I started out as I expected to. Meaning, I was quiet and reserved. I stayed out of big groups and I just listened to everything. I spoke to a few people and I kept trying to calm the butterflies in my tummy. Pretty standard stuff. But then I realised that the file they gave me was not supposed to be empty. Or actually, that it was supposed to be filled with papers and stuff.

That's when I started to panic. I managed to get what I need from the office but I was already too far gone by then. During the Dean's speech, he ended with a few example cases. Like, there's a 6 year old male who is being disruptive in class and does not pay attention. You have to come up with a diagnosis. Does he have a learning disability, if so, which one. And you have to come up with learning programme that suits his needs.

BAM!

That's the first taste I got. Definitely interesting. And totally new. I had no idea what my answer would possibly be. The Dean said that the point is, Uni is preparation so that by the end of 3 years, we should be able to answer these questions.

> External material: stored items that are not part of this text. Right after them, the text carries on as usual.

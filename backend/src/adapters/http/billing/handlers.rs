//! HTTP handlers for the billing endpoints.
//!
//! These handlers connect Axum routes to the billing command handlers.

use std::sync::Arc;

use axum::body::Bytes;
use axum::extract::rejection::{JsonRejection, QueryRejection};
use axum::extract::{Json, Path, Query, State};
use axum::http::{header, HeaderMap, Method, StatusCode, Uri};
use axum::response::{Html, IntoResponse, Response};
use secrecy::SecretString;
use serde_json::{json, Value};

use crate::adapters::dlocal::{signature, SignatureCheck};
use crate::application::handlers::billing::{
    CallbackUrls, CancelSubscriptionHandler, CreateSubscriptionHandler, GatewayPlansHandler,
    PaymentsHandler, ReconcileOutcome, ReconcileWebhookCommand, ReconcileWebhookHandler,
    RedirectCallbackCommand, RedirectCallbackHandler, RedirectKind, WebhookSettings,
};
use crate::config::{AppConfig, SupportConfig};
use crate::domain::billing::BillingError;
use crate::ports::{BillingRepository, PaymentGateway};

use super::dto::{
    ApiEnvelope, CancelSubscriptionRequest, CancelSubscriptionResponse, CreatePlanResponse,
    CreateSubscriptionRequest, CreateSubscriptionResponse, GatewayPlanRequest, HealthResponse,
    MethodsQuery, PlanInfo, PlansQuery, RedirectErrorResponse, RedirectQuery,
    SimplePaymentRequest, SimplePaymentResponse, UserInfo, WebhookQuery, WebhookResponse,
    WhatsAppQuery,
};
use super::pages::{self, SuccessPage};

// ════════════════════════════════════════════════════════════════════════════════
// Application State
// ════════════════════════════════════════════════════════════════════════════════

/// Credentials for checking notification signatures.
#[derive(Clone)]
pub struct WebhookSignatureCheck {
    pub secret: SecretString,
    pub x_login: String,
}

/// Shared application state.
///
/// Adapters are built once at startup and shared behind `Arc`; handlers are
/// created per request from them.
#[derive(Clone)]
pub struct BillingAppState {
    pub repository: Arc<dyn BillingRepository>,
    pub gateway: Arc<dyn PaymentGateway>,
    pub callbacks: CallbackUrls,
    pub webhook_settings: WebhookSettings,
    pub support: Arc<SupportConfig>,
    pub sandbox: bool,
    pub signature_check: Option<Arc<WebhookSignatureCheck>>,
}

And then we went on to the English Proficiency Exercise. I thought, yea, I can do this. I mean, I'm not being cocky or anything, but I can read, write and converse in English pretty well. So, there's a high possibility that I'll do well in this and not have to take English for Psychology 101. We had to answer one of three questions. It was a short essay question. Our answers were to be between 200-250 words. Piece of cake; or so I thought. I saw the questions and my heart dropped.  (Cue second BAM!)

Q1 was the easiest question on the screen. Why did you choose psychology and what do you see yourself doing after you graduate. Questions 2 and 3 had me stumped. They were more psychologically based. I can't remember the exact questions but they were something along the lines of this: What psychological problems do you think this country faces and what do you think is the best way to overcome it. Something like that.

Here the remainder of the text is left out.